Deep Learning Image Segmentation for Ecommerce Catalogue Visual Search

CY Yam


From giant online shoe shops to e-commerce furniture mega-companies, inventory management for online retailers drives one of their largest expenses.   When workers can’t find catalogue items that match a physical apparel item in the warehouse, errors are introduced and time is wasted.   Updating the catalog delivers even more challenges in managing large collections of photographs of apparel, avoiding duplicates and managing similar items.  These activities require time-consuming look-ups and often require the workers to have deep knowledge of the inventory.

Nowhere is this more the case than with big online fashion retailers tasked with cataloging every newly arrived piece of apparel.  For each new item that arrives, retailer staff must determine if the merchandise matches an item already in stock. And while they certainly lack the time to manually sift through the catalog for matches, they’re often also without an automated solution for search and retrieval.  These retailers need the ability to visually search their apparel catalogue based on photos in order to look up matching items.
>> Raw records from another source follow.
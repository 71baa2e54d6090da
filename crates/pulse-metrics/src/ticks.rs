// Copyright (c) 2025 Dimitris Kafetzis
//
// Licensed under the MIT License.
// See LICENSE file in the project root for full license information.
//
// SPDX-License-Identifier: MIT

//! Aggregate CPU tick counters from `/proc/stat`.
//!
//! The first line of `/proc/stat` holds cumulative jiffies spent in each
//! CPU state since boot:
//!
//! ```text
//! cpu  user nice system idle iowait irq softirq steal guest guest_nice
//! ```
//!
//! Utilisation between two readings is the share of non-idle ticks in the
//! total delta. `guest` time is already counted in `user`, so only the first
//! eight counters are kept.

use crate::thermal::read_sysfs_file;
use crate::MetricsError;
use std::path::Path;

/// Default path to the kernel CPU statistics file.
pub const PROC_STAT_PATH: &str = "/proc/stat";

/// Number of CPU states tracked per reading.
pub const TICK_STATES: usize = 8;

const IDLE: usize = 3;
const IOWAIT: usize = 4;

/// One reading of the aggregate CPU tick counters.
///
/// Counters are in `/proc/stat` order: user, nice, system, idle, iowait,
/// irq, softirq, steal.
#[derive(Debug, Clone, Copy, Default, PartialEq, Eq, serde::Serialize)]
pub struct CpuTicks {
    counters: [u64; TICK_STATES],
}

impl CpuTicks {
    pub const fn new(counters: [u64; TICK_STATES]) -> Self {
        Self { counters }
    }

    pub fn counters(&self) -> &[u64; TICK_STATES] {
        &self.counters
    }

    /// Sum of all counters.
    pub fn total(&self) -> u64 {
        self.counters.iter().fold(0u64, |acc, &c| acc.saturating_add(c))
    }

    /// Ticks spent idle, including time waiting on I/O.
    pub fn idle(&self) -> u64 {
        self.counters[IDLE].saturating_add(self.counters[IOWAIT])
    }

    /// Fraction of non-idle time since `previous`, in `[0.0, 1.0]`.
    ///
    /// Returns `0.0` when no ticks elapsed. A counter that went backwards
    /// (e.g. a CPU taken offline) contributes nothing.
    pub fn load_since(&self, previous: &CpuTicks) -> f64 {
        let mut total = 0u64;
        let mut idle = 0u64;
        for (i, (now, before)) in self.counters.iter().zip(&previous.counters).enumerate() {
            let delta = now.saturating_sub(*before);
            total = total.saturating_add(delta);
            if i == IDLE || i == IOWAIT {
                idle = idle.saturating_add(delta);
            }
        }
        if total == 0 {
            return 0.0;
        }
        total.saturating_sub(idle) as f64 / total as f64
    }

    /// Reads the aggregate `cpu` line from a `/proc/stat`-formatted file.
    pub fn read_from(path: &Path) -> Result<Self, MetricsError> {
        let content = read_sysfs_file(path)?;
        Self::parse(&content, path)
    }

    pub(crate) fn parse(content: &str, source_path: &Path) -> Result<Self, MetricsError> {
        let parse_error = |detail: String| MetricsError::ParseError {
            path: source_path.display().to_string(),
            detail,
        };

        let line = content
            .lines()
            .find(|l| l.split_whitespace().next() == Some("cpu"))
            .ok_or_else(|| parse_error("aggregate cpu line not found".to_string()))?;

        let mut counters = [0u64; TICK_STATES];
        let mut seen = 0;
        for (slot, field) in counters.iter_mut().zip(line.split_whitespace().skip(1)) {
            *slot = field
                .parse()
                .map_err(|_| parse_error(format!("expected integer tick count, got '{field}'")))?;
            seen += 1;
        }
        // Kernels before 2.6 stop after idle; later fields default to zero.
        if seen <= IDLE {
            return Err(parse_error(format!("expected at least 4 tick counters, got {seen}")));
        }

        Ok(Self { counters })
    }
}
In early 2018, Microsoft teamed up with a successful international online fashion retailer to tackle just this sort of headache.  Our aim was to work with this retailer to design an algorithm capable of identifying whether a newly arrived item was in stock using only a mobile phone image of the new item as a reference. If the retailer’s staff could snap a photo of a new arrival and use our solution to search their catalog of studio images for matches, we could eliminate the cost of errors and wasted time. Such a retrieval algorithm could allow our partner and other online retailers of all kinds to better manage their inventory – what’s more, the same solution might also assist in the development of a powerful search and retrieval tool. 

Challenges and Objective

When applying any content-based image retrieval, it is very likely that the performance will be hindered by the difference between the visual environment of the image and its target match.  These differences are introduced due to the busy background of one image compared with the clean background of a studio image, inconsistent folding or creases in the apparel, lighting differences, scale and point of view angle differences.   Of all of these, the biggest obstacle for our retrieval solution was accounting for the discrepancy between the often busy background of a mobile image – our query image – and the clear, uncluttered background of the studio quality image – our target image. In other words, in applying our content-based image retrieval solution, we had to find a way to make sure the mobile images’ busy backgrounds didn’t confuse our retrieval algorithm.

Image 1

Figure 1: Query image versus target image.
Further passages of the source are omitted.